« Faites que l’on perde! »

L’ex-Hurlu se plaît à Utrecht mais ne digère pas sa mise à l’écart.

A 29 ans, Stefaan Tanghe est professionnellement comblé: il a un lucratif contrat de quatre ans dans un club néerlandais de D1, et sa technique comme sa mentalité lui valent l’appréciation générale. Las, l’ancien international de Mouscron n’est plus titulaire à Utrecht : « J’ai joué mon dernier match en novembre, à Roda. J’ai reçu un coup direct à la hanche : deux semaines de repos. Il restait cinq matches jusqu’à la trêve et l’entraîneur avait besoin de points. Il a modifié son système, jouant en 4-4-2 avec deux médians défensifs. Les résultats lui ont donné raison, avec cinq victoires de suite. Je pensais revenir après la trêve mais je n’ai pas encore rejoué. En décembre, j’ai eu une sérieuse discussion avec l’entraîneur. D’autres ont suivi. C’est toujours la même chose: il n’a rien à me reprocher mais je ne m’insère pas dans sa tactique ».

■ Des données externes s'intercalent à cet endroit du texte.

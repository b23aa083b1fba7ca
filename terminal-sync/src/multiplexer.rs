//! Subscription multiplexer
//!
//! Many consumers may watch the same topic; the wire only ever carries one
//! subscription per topic. The multiplexer reference-counts consumers and
//! debounces teardown so a consumer that releases and re-acquires within
//! the debounce window never causes an unsubscribe/subscribe round trip.

use std::collections::{HashMap, HashSet};
use std::time::Duration;

use terminal_core::TopicKey;
use tracing::{debug, info};

use crate::clock::millis;
use crate::connection::TopicHandle;

/// A consumer's claim on a topic
///
/// Released through [`Multiplexer::release`]; releasing twice is a no-op.
#[derive(Debug, Clone, PartialEq, Eq, Hash)]
pub struct Subscription {
    id: u64,
    topic: TopicKey,
}

impl Subscription {
    pub fn topic(&self) -> &TopicKey {
        &self.topic
    }

    pub fn id(&self) -> u64 {
        self.id
    }
}

/// Result of acquiring a topic
#[derive(Debug, Clone, Copy, PartialEq, Eq)]
pub enum Acquired {
    /// First consumer; the topic has to be subscribed on the wire
    First,
    /// Joined an existing wire subscription
    Shared { refcount: usize },
    /// Re-acquired inside the teardown window; the pending teardown is cancelled
    Revived,
}

/// Result of releasing a subscription
#[derive(Debug, Clone, Copy, PartialEq, Eq)]
pub enum Released {
    /// Unknown or already released subscription
    Unknown,
    /// Other consumers remain
    Shared { refcount: usize },
    /// Last consumer gone; teardown fires at the given time unless re-acquired
    TeardownScheduled { at: u64 },
}

/// A topic whose teardown came due
#[derive(Debug, Clone)]
pub struct Teardown {
    pub topic: TopicKey,
    pub wire: Option<TopicHandle>,
}

#[derive(Debug, Default)]
struct TopicEntry {
    subscribers: HashSet<u64>,
    teardown_at: Option<u64>,
    wire: Option<TopicHandle>,
}

/// Reference counts of consumer interest per topic
#[derive(Debug)]
pub struct Multiplexer {
    topics: HashMap<TopicKey, TopicEntry>,
    next_id: u64,
    debounce: Duration,
}

impl Multiplexer {
    pub fn new(debounce: Duration) -> Self {
        Self {
            topics: HashMap::new(),
            next_id: 1,
            debounce,
        }
    }

    /// Register a consumer for `topic`
    pub fn acquire(&mut self, topic: TopicKey) -> (Subscription, Acquired) {
        let id = self.next_id;
        self.next_id += 1;

        let acquired = match self.topics.get_mut(&topic) {
            Some(entry) => {
                entry.subscribers.insert(id);
                if entry.teardown_at.take().is_some() {
                    debug!("[Sync Mux] Teardown of {} cancelled", topic);
                    Acquired::Revived
                } else {
                    Acquired::Shared {
                        refcount: entry.subscribers.len(),
                    }
                }
            }
            None => {
                let mut entry = TopicEntry::default();
                entry.subscribers.insert(id);
                self.topics.insert(topic.clone(), entry);
                info!("[Sync Mux] First subscriber for {}", topic);
                Acquired::First
            }
        };

        (Subscription { id, topic }, acquired)
    }

    /// Record the wire subscription backing `topic`
    pub fn attach_wire(&mut self, topic: &TopicKey, handle: TopicHandle) {
        if let Some(entry) = self.topics.get_mut(topic) {
            entry.wire = Some(handle);
        }
    }

    pub fn release(&mut self, subscription: &Subscription, now: u64) -> Released {
        let Some(entry) = self.topics.get_mut(&subscription.topic) else {
            return Released::Unknown;
        };
        if !entry.subscribers.remove(&subscription.id) {
            return Released::Unknown;
        }

        if entry.subscribers.is_empty() {
            let at = now + millis(self.debounce);
            entry.teardown_at = Some(at);
            debug!(
                "[Sync Mux] Last subscriber left {}, teardown in {:?}",
                subscription.topic, self.debounce
            );
            Released::TeardownScheduled { at }
        } else {
            Released::Shared {
                refcount: entry.subscribers.len(),
            }
        }
    }

    pub fn refcount(&self, topic: &TopicKey) -> usize {
        self.topics.get(topic).map_or(0, |e| e.subscribers.len())
    }

    /// True while the topic is subscribed or lingering in its teardown window
    pub fn contains(&self, topic: &TopicKey) -> bool {
        self.topics.contains_key(topic)
    }

    pub fn topics(&self) -> impl Iterator<Item = &TopicKey> {
        self.topics.keys()
    }

    pub fn next_deadline(&self) -> Option<u64> {
        self.topics.values().filter_map(|e| e.teardown_at).min()
    }

    /// Remove every topic whose teardown window elapsed
    pub fn on_timer(&mut self, now: u64) -> Vec<Teardown> {
        let due: Vec<TopicKey> = self
            .topics
            .iter()
            .filter(|(_, e)| e.subscribers.is_empty() && e.teardown_at.is_some_and(|at| at <= now))
            .map(|(topic, _)| topic.clone())
            .collect();

        due.into_iter()
            .filter_map(|topic| {
                let entry = self.topics.remove(&topic)?;
                info!("[Sync Mux] Tearing down {}", topic);
                Some(Teardown {
                    topic,
                    wire: entry.wire,
                })
            })
            .collect()
    }
}

#[cfg(test)]
mod tests {
    use super::*;

    fn topic() -> TopicKey {
        "instrument:EURUSD".parse().unwrap()
    }

    #[test]
    fn test_shared_topic_counts_consumers() {
        let mut mux = Multiplexer::new(Duration::from_millis(250));
        let (a, first) = mux.acquire(topic());
        let (b, second) = mux.acquire(topic());

        assert_eq!(first, Acquired::First);
        assert_eq!(second, Acquired::Shared { refcount: 2 });
        assert_ne!(a, b);

        assert_eq!(mux.release(&a, 0), Released::Shared { refcount: 1 });
        assert_eq!(mux.refcount(&topic()), 1);
    }

    #[test]
    fn test_release_is_idempotent() {
        let mut mux = Multiplexer::new(Duration::from_millis(250));
        let (a, _) = mux.acquire(topic());
        let (_b, _) = mux.acquire(topic());

        mux.release(&a, 0);
        assert_eq!(mux.release(&a, 0), Released::Unknown);
        assert_eq!(mux.refcount(&topic()), 1);
    }

    #[test]
    fn test_teardown_after_debounce() {
        let mut mux = Multiplexer::new(Duration::from_millis(250));
        let (a, _) = mux.acquire(topic());

        assert_eq!(mux.release(&a, 1_000), Released::TeardownScheduled { at: 1_250 });
        assert!(mux.on_timer(1_249).is_empty());
        assert!(mux.contains(&topic()));

        let teardowns = mux.on_timer(1_250);
        assert_eq!(teardowns.len(), 1);
        assert_eq!(teardowns[0].topic, topic());
        assert!(!mux.contains(&topic()));
    }

    #[test]
    fn test_reacquire_cancels_teardown() {
        let mut mux = Multiplexer::new(Duration::from_millis(250));
        let (a, _) = mux.acquire(topic());
        mux.release(&a, 0);

        let (_b, acquired) = mux.acquire(topic());
        assert_eq!(acquired, Acquired::Revived);
        assert_eq!(mux.next_deadline(), None);
        assert!(mux.on_timer(10_000).is_empty());
    }

    #[test]
    fn test_release_after_teardown_is_noop() {
        let mut mux = Multiplexer::new(Duration::ZERO);
        let (a, _) = mux.acquire(topic());
        mux.release(&a, 0);
        mux.on_timer(0);

        assert_eq!(mux.release(&a, 5), Released::Unknown);
        let (_, acquired) = mux.acquire(topic());
        assert_eq!(acquired, Acquired::First);
    }
}
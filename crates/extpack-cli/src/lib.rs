//! extpack CLI library.
//!
//! This crate provides the build pipeline behind the `extpack` binary:
//! configuration, the bundler adapter, HTML scanning, output reconciliation,
//! static asset copying, manifest writing and the live-reload dev session.

pub mod assets;
pub mod bundler;
pub mod commands;
pub mod config;
pub mod dev;
pub mod html;
pub mod logging;
pub mod pipeline;
pub mod reconcile;
pub mod status;
pub mod writer;

pub use config::{Config, ConfigOverrides};
pub use pipeline::{clean_outdir, Pipeline, PipelineError, PipelineReport};
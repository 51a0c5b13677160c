//! extpack Manifest Library
//!
//! This crate provides the in-memory model of a browser extension manifest,
//! the typed identifiers of its path-valued fields, the reference extractor
//! that turns those fields into an ordered entrypoint list, and the path
//! registry used to map source files to their emitted artifacts.
//!
//! # Overview
//!
//! A build starts from a declarative manifest whose path-valued fields point
//! at source files:
//!
//! - **Service worker**: `background.service_worker`
//! - **Content scripts**: `content_scripts[].ts` / `.js` / `.css`
//! - **Pages**: `action.default_popup`, `options_page`, `options_ui.page`
//! - **Icons**: `icons.*`, `action.default_icon.*`
//!
//! The extractor walks those fields in a fixed precedence, rewrites each to
//! its absolute form and returns one [`Reference`] per occurrence. Later
//! stages consume bundler outputs positionally against that list.
//!
//! # Example
//!
//! ```
//! use extpack_manifest::{extract_references, FieldId, Manifest};
//! use std::path::Path;
//!
//! let mut manifest = Manifest::from_json(
//!     r#"{"name": "demo", "background": {"service_worker": "src/bg.ts"}}"#,
//! ).unwrap();
//!
//! let references = extract_references(&mut manifest, Path::new("/project"));
//! assert_eq!(references.len(), 1);
//! assert_eq!(references[0].owner, FieldId::ServiceWorker);
//! assert_eq!(references[0].source_path, "/project/src/bg.ts");
//! ```
//!
//! # Modules
//!
//! - [`error`]: Error type for manifest loading
//! - [`field`]: Typed identifiers of path-valued manifest fields
//! - [`manifest`]: The manifest model
//! - [`extract`]: Reference extraction
//! - [`registry`]: Source path to output path registry
//! - [`paths`]: Forward-slash path helpers

pub mod error;
pub mod extract;
pub mod field;
pub mod manifest;
pub mod paths;
pub mod registry;

// Re-export commonly used types at the crate root
pub use error::ManifestError;
pub use extract::{extract_references, Reference};
pub use field::FieldId;
pub use manifest::{
    Action, Background, ContentScript, IconSet, Manifest, OptionsUi, DEFAULT_MANIFEST_VERSION,
    MODULE_WORKER_TYPE,
};
pub use registry::PathRegistry;
//! The manifest model.
//!
//! Only the path-valued fields are typed. Everything else is carried through
//! untouched in `extra` maps, in its input order, so a manifest without
//! path-valued fields serializes back to what was read.

use indexmap::IndexMap;
use serde::{Deserialize, Serialize};
use serde_json::{Map, Value};
use std::path::Path;

use crate::error::ManifestError;
use crate::field::FieldId;

#[cfg(test)]
mod tests;

/// Manifest version injected when the source omits it.
pub const DEFAULT_MANIFEST_VERSION: u32 = 3;

/// Value of `background.type` for bundled service workers.
pub const MODULE_WORKER_TYPE: &str = "module";

fn default_manifest_version() -> u32 {
    DEFAULT_MANIFEST_VERSION
}

/// A browser extension manifest.
#[derive(Debug, Clone, PartialEq, Serialize, Deserialize)]
pub struct Manifest {
    /// Manifest format version.
    #[serde(default = "default_manifest_version")]
    pub manifest_version: u32,

    /// Background service worker declaration.
    #[serde(default, skip_serializing_if = "Option::is_none")]
    pub background: Option<Background>,

    /// Content script declarations.
    #[serde(default, skip_serializing_if = "Option::is_none")]
    pub content_scripts: Option<Vec<ContentScript>>,

    /// Toolbar action.
    #[serde(default, skip_serializing_if = "Option::is_none")]
    pub action: Option<Action>,

    /// Legacy options page.
    #[serde(default, skip_serializing_if = "Option::is_none")]
    pub options_page: Option<String>,

    /// Embedded options page.
    #[serde(default, skip_serializing_if = "Option::is_none")]
    pub options_ui: Option<OptionsUi>,

    /// Extension icons.
    #[serde(default, skip_serializing_if = "Option::is_none")]
    pub icons: Option<IconSet>,

    /// All other manifest keys.
    #[serde(flatten)]
    pub extra: Map<String, Value>,
}

/// `background` section.
#[derive(Debug, Clone, Default, PartialEq, Serialize, Deserialize)]
pub struct Background {
    #[serde(default, skip_serializing_if = "Option::is_none")]
    pub service_worker: Option<String>,

    #[serde(default, rename = "type", skip_serializing_if = "Option::is_none")]
    pub worker_type: Option<String>,

    #[serde(flatten)]
    pub extra: Map<String, Value>,
}

/// One `content_scripts` entry.
///
/// `ts` is the pre-bundle spelling of `js`; extraction folds it into `js`.
#[derive(Debug, Clone, Default, PartialEq, Serialize, Deserialize)]
pub struct ContentScript {
    #[serde(default, skip_serializing_if = "Option::is_none")]
    pub ts: Option<Vec<String>>,

    #[serde(default, skip_serializing_if = "Option::is_none")]
    pub js: Option<Vec<String>>,

    #[serde(default, skip_serializing_if = "Option::is_none")]
    pub css: Option<Vec<String>>,

    #[serde(flatten)]
    pub extra: Map<String, Value>,
}

/// `action` section.
#[derive(Debug, Clone, Default, PartialEq, Serialize, Deserialize)]
pub struct Action {
    #[serde(default, skip_serializing_if = "Option::is_none")]
    pub default_popup: Option<String>,

    #[serde(default, skip_serializing_if = "Option::is_none")]
    pub default_icon: Option<IconSet>,

    #[serde(flatten)]
    pub extra: Map<String, Value>,
}

/// `options_ui` section.
#[derive(Debug, Clone, Default, PartialEq, Serialize, Deserialize)]
pub struct OptionsUi {
    #[serde(default, skip_serializing_if = "Option::is_none")]
    pub page: Option<String>,

    #[serde(flatten)]
    pub extra: Map<String, Value>,
}

/// Icons are either a single path or a map from pixel size to path.
#[derive(Debug, Clone, PartialEq, Serialize, Deserialize)]
#[serde(untagged)]
pub enum IconSet {
    Single(String),
    Sized(IndexMap<String, String>),
}

impl IconSet {
    fn field_ids(&self, make: fn(Option<String>) -> FieldId) -> Vec<FieldId> {
        match self {
            IconSet::Single(_) => vec![make(None)],
            IconSet::Sized(map) => map.keys().map(|size| make(Some(size.clone()))).collect(),
        }
    }

    fn get(&self, size: Option<&str>) -> Option<&str> {
        match (self, size) {
            (IconSet::Single(path), None) => Some(path.as_str()),
            (IconSet::Sized(map), Some(size)) => map.get(size).map(String::as_str),
            _ => None,
        }
    }

    fn set(&mut self, size: Option<&str>, value: String) -> bool {
        match (self, size) {
            (IconSet::Single(path), None) => {
                *path = value;
                true
            }
            (IconSet::Sized(map), Some(size)) => match map.get_mut(size) {
                Some(slot) => {
                    *slot = value;
                    true
                }
                None => false,
            },
            _ => false,
        }
    }
}

impl Manifest {
    /// Creates an empty manifest with the default version.
    pub fn new() -> Self {
        Self {
            manifest_version: DEFAULT_MANIFEST_VERSION,
            background: None,
            content_scripts: None,
            action: None,
            options_page: None,
            options_ui: None,
            icons: None,
            extra: Map::new(),
        }
    }

    /// Parses a manifest from a JSON string.
    pub fn from_json(json: &str) -> Result<Self, serde_json::Error> {
        serde_json::from_str(json)
    }

    /// Parses a manifest from a JSON value.
    pub fn from_value(value: Value) -> Result<Self, serde_json::Error> {
        serde_json::from_value(value)
    }

    /// Reads and parses a manifest source file.
    ///
    /// Every call reads the file again; callers that need to observe edits
    /// must not cache the result.
    pub fn load(path: &Path) -> Result<Self, ManifestError> {
        let content = std::fs::read_to_string(path).map_err(|source| ManifestError::Read {
            path: path.to_path_buf(),
            source,
        })?;
        Self::from_json(&content).map_err(|source| ManifestError::Parse {
            path: path.to_path_buf(),
            source,
        })
    }

    /// Serializes the manifest to a compact JSON string.
    pub fn to_json(&self) -> Result<String, serde_json::Error> {
        serde_json::to_string(self)
    }

    /// Serializes the manifest with 2-space indentation.
    pub fn to_json_pretty(&self) -> Result<String, serde_json::Error> {
        serde_json::to_string_pretty(self)
    }

    /// Marks an existing background section as an ES module worker.
    pub fn mark_module_worker(&mut self) {
        if let Some(background) = self.background.as_mut() {
            background.worker_type = Some(MODULE_WORKER_TYPE.to_string());
        }
    }

    /// Replaces the background section with a module worker at `path`.
    pub fn set_service_worker(&mut self, path: impl Into<String>) {
        self.background = Some(Background {
            service_worker: Some(path.into()),
            worker_type: Some(MODULE_WORKER_TYPE.to_string()),
            extra: Map::new(),
        });
    }

    /// Returns the declared service worker path, if any.
    pub fn service_worker(&self) -> Option<&str> {
        self.background
            .as_ref()
            .and_then(|b| b.service_worker.as_deref())
    }

    /// Folds every content script's `ts` list into its `js` list.
    ///
    /// Existing `js` entries keep their position; `ts` entries follow them.
    /// Afterwards no content script carries a `ts` key.
    pub fn rename_script_fields(&mut self) {
        for script in self.content_scripts.iter_mut().flatten() {
            if let Some(ts) = script.ts.take() {
                script.js.get_or_insert_with(Vec::new).extend(ts);
            }
        }
    }

    /// Lists every path-valued field present, in extraction precedence.
    ///
    /// Order: service worker, content scripts (array order, `js` then `css`;
    /// `ts` entries are listed as the `js` slots they fold into), popup,
    /// options page, options UI page, icons, action icons.
    pub fn path_fields(&self) -> Vec<FieldId> {
        let mut fields = Vec::new();

        if self.service_worker().is_some() {
            fields.push(FieldId::ServiceWorker);
        }

        for (script, entry) in self.content_scripts.iter().flatten().enumerate() {
            let js_len = entry.js.as_ref().map_or(0, Vec::len)
                + entry.ts.as_ref().map_or(0, Vec::len);
            for index in 0..js_len {
                fields.push(FieldId::ContentScriptJs { script, index });
            }
            for index in 0..entry.css.as_ref().map_or(0, Vec::len) {
                fields.push(FieldId::ContentScriptCss { script, index });
            }
        }

        if self
            .action
            .as_ref()
            .and_then(|a| a.default_popup.as_ref())
            .is_some()
        {
            fields.push(FieldId::Popup);
        }
        if self.options_page.is_some() {
            fields.push(FieldId::OptionsPage);
        }
        if self
            .options_ui
            .as_ref()
            .and_then(|o| o.page.as_ref())
            .is_some()
        {
            fields.push(FieldId::OptionsUiPage);
        }

        if let Some(icons) = &self.icons {
            fields.extend(icons.field_ids(|size| FieldId::Icon { size }));
        }
        if let Some(icons) = self.action.as_ref().and_then(|a| a.default_icon.as_ref()) {
            fields.extend(icons.field_ids(|size| FieldId::ActionIcon { size }));
        }

        fields
    }

    /// Reads the value of a path-valued field.
    pub fn get(&self, field: &FieldId) -> Option<&str> {
        match field {
            FieldId::ServiceWorker => self.service_worker(),
            FieldId::ContentScriptJs { script, index } => self
                .content_script(*script)?
                .js
                .as_ref()?
                .get(*index)
                .map(String::as_str),
            FieldId::ContentScriptCss { script, index } => self
                .content_script(*script)?
                .css
                .as_ref()?
                .get(*index)
                .map(String::as_str),
            FieldId::Popup => self.action.as_ref()?.default_popup.as_deref(),
            FieldId::OptionsPage => self.options_page.as_deref(),
            FieldId::OptionsUiPage => self.options_ui.as_ref()?.page.as_deref(),
            FieldId::Icon { size } => self.icons.as_ref()?.get(size.as_deref()),
            FieldId::ActionIcon { size } => self
                .action
                .as_ref()?
                .default_icon
                .as_ref()?
                .get(size.as_deref()),
        }
    }

    /// Overwrites the value of an existing path-valued field.
    ///
    /// Returns false if the field is not present; fields are never created.
    pub fn set(&mut self, field: &FieldId, value: impl Into<String>) -> bool {
        let value = value.into();
        let slot = match field {
            FieldId::ServiceWorker => self
                .background
                .as_mut()
                .and_then(|b| b.service_worker.as_mut()),
            FieldId::ContentScriptJs { script, index } => self
                .content_scripts
                .as_mut()
                .and_then(|c| c.get_mut(*script))
                .and_then(|s| s.js.as_mut())
                .and_then(|js| js.get_mut(*index)),
            FieldId::ContentScriptCss { script, index } => self
                .content_scripts
                .as_mut()
                .and_then(|c| c.get_mut(*script))
                .and_then(|s| s.css.as_mut())
                .and_then(|css| css.get_mut(*index)),
            FieldId::Popup => self
                .action
                .as_mut()
                .and_then(|a| a.default_popup.as_mut()),
            FieldId::OptionsPage => self.options_page.as_mut(),
            FieldId::OptionsUiPage => self.options_ui.as_mut().and_then(|o| o.page.as_mut()),
            FieldId::Icon { size } => {
                return match self.icons.as_mut() {
                    Some(icons) => icons.set(size.as_deref(), value),
                    None => false,
                };
            }
            FieldId::ActionIcon { size } => {
                return match self.action.as_mut().and_then(|a| a.default_icon.as_mut()) {
                    Some(icons) => icons.set(size.as_deref(), value),
                    None => false,
                };
            }
        };

        match slot {
            Some(slot) => {
                *slot = value;
                true
            }
            None => false,
        }
    }

    fn content_script(&self, index: usize) -> Option<&ContentScript> {
        self.content_scripts.as_ref()?.get(index)
    }
}

impl Default for Manifest {
    fn default() -> Self {
        Self::new()
    }
}
//! Error types for manifest operations.

use std::path::PathBuf;

use thiserror::Error;

/// Top-level error type for manifest operations.
#[derive(Debug, Error)]
pub enum ManifestError {
    /// JSON parsing error.
    #[error("JSON parse error: {0}")]
    JsonParse(#[from] serde_json::Error),

    /// The manifest source file could not be read.
    #[error("failed to read manifest {path}: {source}")]
    Read {
        /// Path of the manifest source file.
        path: PathBuf,
        /// Underlying I/O error.
        #[source]
        source: std::io::Error,
    },

    /// The manifest source file is not valid JSON.
    #[error("invalid manifest {path}: {source}")]
    Parse {
        /// Path of the manifest source file.
        path: PathBuf,
        /// Underlying parse error.
        #[source]
        source: serde_json::Error,
    },
}
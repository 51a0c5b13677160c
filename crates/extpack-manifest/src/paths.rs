//! Forward-slash path helpers.
//!
//! Manifest values are consumed by a platform-independent JSON format, so
//! every path that ends up in the manifest goes through [`to_posix`].
//! Resolution is purely lexical: nothing here touches the filesystem.

use std::path::{Component, Path, PathBuf};

/// Converts a path string to forward-slash form.
///
/// Backslashes become `/` and doubled separators collapse. URLs (anything
/// containing `://`) are returned unchanged.
pub fn to_posix(path: &str) -> String {
    if path.contains("://") {
        return path.to_string();
    }

    let replaced = path.replace('\\', "/");
    let mut out = String::with_capacity(replaced.len());
    let mut previous_slash = false;
    for ch in replaced.chars() {
        if ch == '/' {
            if previous_slash {
                continue;
            }
            previous_slash = true;
        } else {
            previous_slash = false;
        }
        out.push(ch);
    }
    out
}

/// Converts a [`Path`] to a forward-slash string.
pub fn posix_path(path: &Path) -> String {
    to_posix(&path.to_string_lossy())
}

/// Returns true if the value points outside the local filesystem.
pub fn is_external(value: &str) -> bool {
    value.contains("://") || value.starts_with("//") || value.starts_with("data:")
}

/// Returns true if the value ends in something that looks like a file extension.
///
/// Version-like values (`1.0.2`) do not count: the extension needs a letter.
pub fn has_file_extension(value: &str) -> bool {
    let file_name = value.rsplit(['/', '\\']).next().unwrap_or(value);
    match file_name.rfind('.') {
        Some(0) | None => false,
        Some(dot) => {
            let ext = &file_name[dot + 1..];
            !ext.is_empty()
                && ext.chars().all(|c| c.is_ascii_alphanumeric())
                && ext.chars().any(|c| c.is_ascii_alphabetic())
        }
    }
}

/// Lexically normalizes a path, removing `.` and resolving `..` components.
pub fn normalize(path: &Path) -> PathBuf {
    let mut out = PathBuf::new();
    for component in path.components() {
        match component {
            Component::CurDir => {}
            Component::ParentDir => {
                let popped = matches!(
                    out.components().next_back(),
                    Some(Component::Normal(_))
                ) && out.pop();
                if !popped && !out.has_root() {
                    out.push("..");
                }
            }
            other => out.push(other.as_os_str()),
        }
    }
    out
}

/// Resolves `value` against `base` unless it is already absolute.
pub fn resolve_against(base: &Path, value: &str) -> PathBuf {
    let candidate = Path::new(value);
    if candidate.is_absolute() || value.starts_with('/') {
        normalize(candidate)
    } else {
        normalize(&base.join(candidate))
    }
}

/// Computes the forward-slash path of `to` relative to the directory `from`.
///
/// Both paths are normalized first. When they share no common root the
/// absolute form of `to` is returned.
pub fn relative_posix(from: &Path, to: &Path) -> String {
    let from = normalize(from);
    let to = normalize(to);

    let from_parts: Vec<Component<'_>> = from.components().collect();
    let to_parts: Vec<Component<'_>> = to.components().collect();

    let common = from_parts
        .iter()
        .zip(to_parts.iter())
        .take_while(|(a, b)| a == b)
        .count();

    if common == 0 && (from.has_root() || to.has_root()) {
        return posix_path(&to);
    }

    let mut rel = PathBuf::new();
    for _ in common..from_parts.len() {
        rel.push("..");
    }
    for part in &to_parts[common..] {
        rel.push(part.as_os_str());
    }
    posix_path(&rel)
}
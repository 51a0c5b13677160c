//! Source path to output path registry.

use std::collections::HashMap;

use crate::paths::to_posix;

/// Maps original source paths to output-relative paths.
///
/// One registry belongs to one pipeline run. Keys are stored in forward-slash
/// form, so lookups are insensitive to the host separator. The first mapping
/// recorded for a key wins: a file is bundled or copied once, and every field
/// referencing it resolves to the same output.
#[derive(Debug, Clone, Default)]
pub struct PathRegistry {
    entries: HashMap<String, String>,
}

impl PathRegistry {
    /// Creates an empty registry.
    pub fn new() -> Self {
        Self::default()
    }

    /// Records `source -> output` unless `source` is already registered.
    ///
    /// Returns the output path now associated with `source`.
    pub fn insert(&mut self, source: &str, output: impl Into<String>) -> &str {
        self.entries
            .entry(to_posix(source))
            .or_insert_with(|| to_posix(&output.into()))
            .as_str()
    }

    /// Registers several addressable forms of one source file.
    pub fn insert_aliases<I, S>(&mut self, forms: I, output: &str)
    where
        I: IntoIterator<Item = S>,
        S: AsRef<str>,
    {
        for form in forms {
            self.insert(form.as_ref(), output);
        }
    }

    /// Looks up the output path for a source path.
    pub fn get(&self, source: &str) -> Option<&str> {
        self.entries.get(&to_posix(source)).map(String::as_str)
    }

    /// Returns true if `source` has been resolved.
    pub fn contains(&self, source: &str) -> bool {
        self.entries.contains_key(&to_posix(source))
    }

    /// Number of registered forms.
    pub fn len(&self) -> usize {
        self.entries.len()
    }

    /// Returns true if nothing has been registered.
    pub fn is_empty(&self) -> bool {
        self.entries.is_empty()
    }

    /// Iterates over all `(source, output)` pairs in arbitrary order.
    pub fn iter(&self) -> impl Iterator<Item = (&str, &str)> {
        self.entries.iter().map(|(k, v)| (k.as_str(), v.as_str()))
    }
}

#[cfg(test)]
mod tests {
    use super::*;

    #[test]
    fn test_first_mapping_wins() {
        let mut registry = PathRegistry::new();
        assert_eq!(registry.insert("/p/src/a.ts", "a.js"), "a.js");
        assert_eq!(registry.insert("/p/src/a.ts", "a-2.js"), "a.js");
        assert_eq!(registry.get("/p/src/a.ts"), Some("a.js"));
        assert_eq!(registry.len(), 1);
    }

    #[test]
    fn test_lookup_ignores_separator_style() {
        let mut registry = PathRegistry::new();
        registry.insert(r"C:\p\public\icon.png", r"public\icon.png");
        assert_eq!(registry.get("C:/p/public/icon.png"), Some("public/icon.png"));
        assert!(registry.contains(r"C:\p\public\icon.png"));
    }

    #[test]
    fn test_aliases_share_output() {
        let mut registry = PathRegistry::new();
        registry.insert_aliases(["/p/public/16.png", "public/16.png"], "public/16.png");
        assert_eq!(registry.get("/p/public/16.png"), Some("public/16.png"));
        assert_eq!(registry.get("public/16.png"), Some("public/16.png"));
        assert!(!registry.is_empty());
    }
}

S’il a changé de système, c’est peut-être parce que vous n’apportiez pas assez?

Stefaan Tanghe : Après dix matches, nous étions treizièmes ou quatorzièmes. Peut-être n’ai-je pas répondu à l’attente mais c’est le cas de toute l’équipe. Nous jouions mal, en procédant par longs ballons, sans parvenir à exploiter nos occasions. Ça ne tournait pas. Maintenant, je pourrais tirer profit de la qualité du jeu si je jouais. On m’a enrôlé comme numéro dix dans une tactique à trois avants. Ce n’est pas tout à fait comme à Mouscron. Ici, le numéro dix doit soutenir de près les attaquants. Faute de véritables ailiers, nous avons modifié le système.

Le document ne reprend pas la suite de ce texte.